TEXAS UNITS FIGHTING ELSEWHERE: 1861-1863

While the leaders of Texas were busily concerned with the well being of their own state, the men of Texas were actively serving the Confederate cause elsewhere. From the very outbreak of the conflict Texas units made proud names for themselves on all fighting fronts.

The Lone Star State was represented in northern Virginia by three regiments in the brigade of John Bell Hood. This brigade was formed at Dumfries, Virginia, in September of 1861, and consisted mainly of the First Texas Infantry, the Fourth Texas Infantry, and the Fifth Texas Infantry.[51] After intensive training first under L. T. Wigfall,[52] and then under Hood, the Texans were baptised in fire at Elthan’s Landing, Virginia, in May of 1862. Hood’s men had been ordered to protect the Confederate retreat route from Yorktown to Richmond. Suddenly, the Texans ran into a Union skirmish line of unknown strength near the York River. In a running fight, the Texas units chased the enemy for a mile and a half, taking forty prisoners. Hood, frequently apologetic in his reports, mentioned that the density of the forests had limited his movements to such a degree that he was unable to take more captives.[53]

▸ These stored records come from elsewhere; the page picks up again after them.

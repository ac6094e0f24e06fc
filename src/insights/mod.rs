//! Folds raw dashboard rows into the compact summaries embedded in the prompt.

pub mod types;

pub use types::*;

use chrono::{DateTime, Datelike, Local, NaiveDate, NaiveDateTime};
use std::collections::{BTreeMap, HashMap};

pub const RECENT_EVENT_LIMIT: usize = 5;
pub const TOP_COMPANY_LIMIT: usize = 5;
pub const TOP_ITEMS_PER_CATEGORY: usize = 3;

const INDIVIDUAL_COMPANY: &str = "Individual";
const UNCATEGORIZED: &str = "Uncategorized";

#[derive(Default)]
struct MonthBucket {
    events: usize,
    guests: f64,
    revenue: f64,
}

impl MonthBucket {
    fn add(&mut self, event: &EventRow) {
        self.events += 1;
        self.guests += event.guest_count.unwrap_or(0.0);
        self.revenue += event.total_amount.unwrap_or(0.0);
    }

    fn into_stat(self, month: Option<u32>) -> MonthlyStat {
        let n = self.events as f64;
        MonthlyStat {
            month,
            event_count: self.events,
            average_guests: self.guests / n,
            average_revenue: self.revenue / n,
            total_revenue: self.revenue,
        }
    }
}

/// Summarize events by calendar month and keep the first five as "recent".
///
/// Callers sort events newest first; input order is trusted.
pub fn aggregate_events(events: &[EventRow]) -> EventInsights {
    if events.is_empty() {
        return EventInsights {
            count: 0,
            detail: None,
        };
    }

    let mut by_month: BTreeMap<u32, MonthBucket> = BTreeMap::new();
    let mut undated: Option<MonthBucket> = None;

    for event in events {
        match event.event_date.as_deref().and_then(parse_local_date) {
            Some(date) => by_month.entry(date.month()).or_default().add(event),
            None => undated.get_or_insert_with(MonthBucket::default).add(event),
        }
    }

    let mut monthly_stats: Vec<MonthlyStat> = by_month
        .into_iter()
        .map(|(month, bucket)| bucket.into_stat(Some(month)))
        .collect();
    if let Some(bucket) = undated {
        monthly_stats.push(bucket.into_stat(None));
    }

    let recent_events = events
        .iter()
        .take(RECENT_EVENT_LIMIT)
        .map(|e| RecentEvent {
            date: e.event_date.clone(),
            title: e.title.clone(),
            location: e.location.clone(),
            guests: e.guest_count,
            revenue: e.total_amount,
        })
        .collect();

    EventInsights {
        count: events.len(),
        detail: Some(EventDetail {
            recent_events,
            monthly_stats,
        }),
    }
}

/// Summarize clients against the local calendar month.
pub fn aggregate_clients(clients: &[ClientRow]) -> ClientInsights {
    aggregate_clients_at(clients, Local::now().date_naive())
}

/// Same as [`aggregate_clients`] with an explicit "today".
pub fn aggregate_clients_at(clients: &[ClientRow], today: NaiveDate) -> ClientInsights {
    if clients.is_empty() {
        return ClientInsights {
            count: 0,
            detail: None,
        };
    }

    let new_clients_this_month = clients
        .iter()
        .filter_map(|c| c.created_at.as_deref().and_then(parse_local_date))
        .filter(|d| d.month() == today.month() && d.year() == today.year())
        .count();

    let mut top_companies: Vec<CompanyCount> =
        group_in_order(clients, |c| label_or(c.company.as_deref(), INDIVIDUAL_COMPANY))
            .into_iter()
            .map(|(company, rows)| CompanyCount {
                company,
                count: rows.len(),
            })
            .collect();
    // stable: ties keep first-seen order
    top_companies.sort_by(|a, b| b.count.cmp(&a.count));
    top_companies.truncate(TOP_COMPANY_LIMIT);

    ClientInsights {
        count: clients.len(),
        detail: Some(ClientDetail {
            new_clients_this_month,
            top_companies,
        }),
    }
}

/// Summarize menu items per category with the three most expensive items of each.
pub fn aggregate_menu_items(items: &[MenuItemRow]) -> MenuInsights {
    if items.is_empty() {
        return MenuInsights {
            count: 0,
            detail: None,
        };
    }

    let groups = group_in_order(items, |i| label_or(i.category.as_deref(), UNCATEGORIZED));
    let categories = groups.iter().map(|(name, _)| name.clone()).collect();

    let category_stats = groups
        .into_iter()
        .map(|(category, rows)| {
            let total_cost: f64 = rows.iter().map(|i| i.cost.unwrap_or(0.0)).sum();
            let mut ranked: Vec<MenuItemCost> = rows
                .iter()
                .map(|i| MenuItemCost {
                    name: i.name.clone(),
                    cost: i.cost.unwrap_or(0.0),
                })
                .collect();
            ranked.sort_by(|a, b| b.cost.total_cmp(&a.cost));
            ranked.truncate(TOP_ITEMS_PER_CATEGORY);

            CategoryStat {
                category,
                item_count: rows.len(),
                average_cost: total_cost / rows.len() as f64,
                items: ranked,
            }
        })
        .collect();

    MenuInsights {
        count: items.len(),
        detail: Some(MenuDetail {
            categories,
            category_stats,
        }),
    }
}

/// Groups rows by label, keeping groups in the order their label first appears.
fn group_in_order<'a, T>(rows: &'a [T], label: impl Fn(&T) -> String) -> Vec<(String, Vec<&'a T>)> {
    let mut index: HashMap<String, usize> = HashMap::new();
    let mut groups: Vec<(String, Vec<&'a T>)> = Vec::new();

    for row in rows {
        let key = label(row);
        match index.get(&key) {
            Some(&i) => groups[i].1.push(row),
            None => {
                index.insert(key.clone(), groups.len());
                groups.push((key, vec![row]));
            }
        }
    }
    groups
}

fn label_or(value: Option<&str>, default: &str) -> String {
    match value {
        Some(v) if !v.trim().is_empty() => v.to_string(),
        _ => default.to_string(),
    }
}

/// Reads a date or timestamp as a local calendar date.
///
/// Timestamps with an offset are shifted into the local zone; bare dates and
/// naive timestamps are taken as already local.
pub(crate) fn parse_local_date(raw: &str) -> Option<NaiveDate> {
    let raw = raw.trim();
    if let Ok(dt) = DateTime::parse_from_rfc3339(raw) {
        return Some(dt.with_timezone(&Local).date_naive());
    }
    // postgres timestamptz text form, e.g. "2024-06-15 10:00:00.123+00"
    if let Ok(dt) = DateTime::parse_from_str(raw, "%Y-%m-%d %H:%M:%S%.f%#z") {
        return Some(dt.with_timezone(&Local).date_naive());
    }
    for fmt in ["%Y-%m-%dT%H:%M:%S%.f", "%Y-%m-%d %H:%M:%S%.f"] {
        if let Ok(naive) = NaiveDateTime::parse_from_str(raw, fmt) {
            return Some(naive.date());
        }
    }
    NaiveDate::parse_from_str(raw, "%Y-%m-%d").ok()
}

#[cfg(test)]
mod tests {
    use super::*;
    use serde_json::json;

    fn event(date: &str, guests: f64, amount: f64) -> EventRow {
        EventRow {
            event_date: Some(date.to_string()),
            guest_count: Some(guests),
            total_amount: Some(amount),
            ..Default::default()
        }
    }

    fn client(created_at: &str, company: Option<&str>) -> ClientRow {
        ClientRow {
            created_at: Some(created_at.to_string()),
            company: company.map(str::to_string),
        }
    }

    fn item(name: &str, cost: f64, category: Option<&str>) -> MenuItemRow {
        MenuItemRow {
            name: Some(name.to_string()),
            cost: Some(cost),
            category: category.map(str::to_string),
        }
    }

    #[test]
    fn test_empty_inputs_serialize_to_count_only() {
        assert_eq!(serde_json::to_value(aggregate_events(&[])).unwrap(), json!({"count": 0}));
        assert_eq!(serde_json::to_value(aggregate_clients(&[])).unwrap(), json!({"count": 0}));
        assert_eq!(
            serde_json::to_value(aggregate_menu_items(&[])).unwrap(),
            json!({"count": 0})
        );
    }

    #[test]
    fn test_monthly_stats_group_and_average() {
        let events = vec![
            event("2024-07-20", 100.0, 3000.0),
            event("2024-06-15", 50.0, 1000.0),
            event("2024-06-02", 150.0, 2000.0),
        ];
        let insights = aggregate_events(&events);
        let detail = insights.detail.unwrap();

        assert_eq!(insights.count, 3);
        assert_eq!(detail.monthly_stats.len(), 2);

        let june = &detail.monthly_stats[0];
        assert_eq!(june.month, Some(6));
        assert_eq!(june.event_count, 2);
        assert_eq!(june.average_guests, 100.0);
        assert_eq!(june.average_revenue, 1500.0);
        assert_eq!(june.total_revenue, 3000.0);

        assert_eq!(detail.monthly_stats[1].month, Some(7));
    }

    #[test]
    fn test_monthly_revenue_sums_to_input_total() {
        let events = vec![
            event("2024-01-05", 10.0, 120.5),
            event("2024-03-11", 20.0, 99.99),
            event("2024-03-28T18:30:00", 30.0, 410.25),
            event("not a date", 40.0, 77.0),
            EventRow {
                event_date: Some("2024-11-01".into()),
                ..Default::default()
            },
        ];
        let detail = aggregate_events(&events).detail.unwrap();

        let input_total: f64 = events.iter().map(|e| e.total_amount.unwrap_or(0.0)).sum();
        let stats_total: f64 = detail.monthly_stats.iter().map(|m| m.total_revenue).sum();
        assert!((input_total - stats_total).abs() < 1e-9);

        for stat in &detail.monthly_stats {
            assert!(stat.event_count >= 1);
            let rebuilt = stat.average_revenue * stat.event_count as f64;
            assert!((rebuilt - stat.total_revenue).abs() < 1e-9);
        }
        assert_eq!(detail.monthly_stats.last().unwrap().month, None);
    }

    #[test]
    fn test_recent_events_keep_input_order_and_cap() {
        let events: Vec<EventRow> = (1..=8)
            .map(|d| event(&format!("2024-05-{:02}", 9 - d), d as f64, 0.0))
            .collect();
        let detail = aggregate_events(&events).detail.unwrap();

        assert_eq!(detail.recent_events.len(), RECENT_EVENT_LIMIT);
        assert_eq!(detail.recent_events[0].date.as_deref(), Some("2024-05-08"));
        assert_eq!(detail.recent_events[4].guests, Some(5.0));

        let json = serde_json::to_value(&detail.recent_events[0]).unwrap();
        assert!(json.get("title").is_none());
    }

    #[test]
    fn test_recent_event_omits_missing_numbers() {
        let events = vec![EventRow {
            event_date: Some("2024-05-01".into()),
            title: Some("Gala".into()),
            ..Default::default()
        }];
        let detail = aggregate_events(&events).detail.unwrap();

        let json = serde_json::to_value(&detail.recent_events[0]).unwrap();
        assert_eq!(json, json!({"date": "2024-05-01", "title": "Gala"}));
        assert_eq!(detail.monthly_stats[0].total_revenue, 0.0);
    }

    #[test]
    fn test_new_clients_counted_for_current_month() {
        let today = NaiveDate::from_ymd_opt(2024, 6, 20).unwrap();
        let clients = vec![
            client("2024-06-03T12:00:00", Some("Acme")),
            client("2024-06-18", None),
            client("2023-06-18", Some("Acme")),
            client("2024-05-30T12:00:00", Some("Globex")),
        ];
        let detail = aggregate_clients_at(&clients, today).detail.unwrap();
        assert_eq!(detail.new_clients_this_month, 2);
    }

    #[test]
    fn test_top_companies_ranked_with_stable_ties() {
        let today = NaiveDate::from_ymd_opt(2024, 1, 1).unwrap();
        let names = [
            Some("Beta"),
            Some("Alpha"),
            None,
            Some("Alpha"),
            Some(""),
            Some("Gamma"),
            Some("Delta"),
            Some("Epsilon"),
            Some("Zeta"),
        ];
        let clients: Vec<ClientRow> = names.iter().map(|c| client("2020-01-01", *c)).collect();
        let insights = aggregate_clients_at(&clients, today);
        let top = insights.detail.unwrap().top_companies;

        assert_eq!(insights.count, 9);
        assert_eq!(top.len(), TOP_COMPANY_LIMIT);
        assert_eq!(
            top[0],
            CompanyCount {
                company: "Alpha".into(),
                count: 2
            }
        );
        assert_eq!(top[1].company, "Individual");
        assert_eq!(top[1].count, 2);
        assert_eq!(top[2].company, "Beta");
        assert_eq!(top[3].company, "Gamma");
        assert!(top.windows(2).all(|w| w[0].count >= w[1].count));
    }

    #[test]
    fn test_menu_categories_and_top_items() {
        let items = vec![
            item("Salmon", 30.0, Some("Mains")),
            item("Bruschetta", 8.0, Some("Starters")),
            item("Steak", 45.0, Some("Mains")),
            item("Risotto", 22.0, Some("Mains")),
            item("Lobster", 45.0, Some("Mains")),
            item("Water", 1.0, None),
        ];
        let insights = aggregate_menu_items(&items);
        let detail = insights.detail.unwrap();

        assert_eq!(insights.count, 6);
        assert_eq!(detail.categories, vec!["Mains", "Starters", "Uncategorized"]);

        let mains = &detail.category_stats[0];
        assert_eq!(mains.item_count, 4);
        assert_eq!(mains.average_cost, 35.5);
        let names: Vec<_> = mains.items.iter().map(|i| i.name.as_deref().unwrap()).collect();
        assert_eq!(names, vec!["Steak", "Lobster", "Salmon"]);

        for stat in &detail.category_stats {
            assert!(stat.items.len() <= TOP_ITEMS_PER_CATEGORY);
            assert!(stat.items.windows(2).all(|w| w[0].cost >= w[1].cost));
        }
    }

    #[test]
    fn test_missing_cost_counts_as_zero() {
        let items = vec![
            MenuItemRow {
                name: Some("Mystery".into()),
                cost: None,
                category: Some("Sides".into()),
            },
            item("Fries", 4.0, Some("Sides")),
        ];
        let stat = &aggregate_menu_items(&items).detail.unwrap().category_stats[0];
        assert_eq!(stat.average_cost, 2.0);
        assert_eq!(stat.items[1].cost, 0.0);
    }

    #[test]
    fn test_parse_local_date_formats() {
        let june = NaiveDate::from_ymd_opt(2024, 6, 15).unwrap();
        assert_eq!(parse_local_date("2024-06-15"), Some(june));
        assert_eq!(parse_local_date("2024-06-15T12:00:00"), Some(june));
        assert_eq!(parse_local_date(" 2024-06-15 12:30:00 "), Some(june));
        assert_eq!(parse_local_date("2024-06-15T12:00:00+00:00").map(|d| d.month()), Some(6));
        assert_eq!(parse_local_date("2024-06-15 12:00:00.5+00").map(|d| d.month()), Some(6));
        assert_eq!(parse_local_date("soon"), None);
    }
}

In June, Hood’s Brigade was attached to Jackson’s Corps. Particularly at Gaines’ Mill the unit showed promise of its future greatness. It overran fourteen Union artillery pieces and captured an entire enemy regiment. The cost of these gains was not light, however, as the Fourth Texas lost all of its field grade officers and the entire brigade had five hundred and seventy casualties. General Jackson, on later viewing the site of the Texans’ triumph, declared “the men who carried this position were soldiers indeed!”[54]

The brigade’s next major action was at the Second Battle of the Manassas in the last days of August, 1862. On the 29th, the Texans engaged in a counter-attack that gained six Federal colors. An advance on the following morning cost the Union a mile and a half of ground and four artillery guns. Although Hood had been elevated to the command of a division, he could proudly claim that the Texans’ “gallantry and unflinching courage” were “unsurpassed within the history of the world.” In this great struggle the Fifth Texas lost seven color bearers.[55]

Then, in September, the brigade gained even greater renown at Antietam. At one point the Texans and one other brigade were pitted against two full Union corps. Hood described the event as “the most terrible clash of arms, by far, that has occurred during the war. The two little giant brigades of this [Hood’s] division wrestled with this mighty force, losing hundreds of their gallant officers and men but driving the enemy from his position and forcing him to abandon his guns on our left.”[56] The division’s rear guard action saved the Confederates from near certain annihilation, but at the end of the Antietam campaign only a fraction of the command could still be classed as “effectives.” The Texas Brigade lost five hundred and sixty men out of eight hundred and fifty-four present for duty. The First Texas lost over eighty percent of its original two hundred and twenty-six members.[57]

The next large scale action in which the brigade participated was at Gettysburg in July of 1863. During a series of attacks against Little Round Top Mountain, the men found that “as fast as we would break one line of the enemy, another fresh one would present itself, the enemy reinforcing his lines in our front from his reserves.”[58] The fighting became so heated that the First Texas ran out of ammunition and had to resort to emptying the cartridge boxes of fallen comrades and enemy dead. When darkness fell on July 2, members of the command piled rocks in front of themselves to protect their forward positions on the slope of the hill. The Texans continued to hold the right of Lee’s line throughout July 3, while Pickett’s great charge against the Union center was broken and the Southern army was bloodily repulsed. Over four hundred of Hood’s men were casualties in this great battle that marked “the high tide of the Confederacy.”[59]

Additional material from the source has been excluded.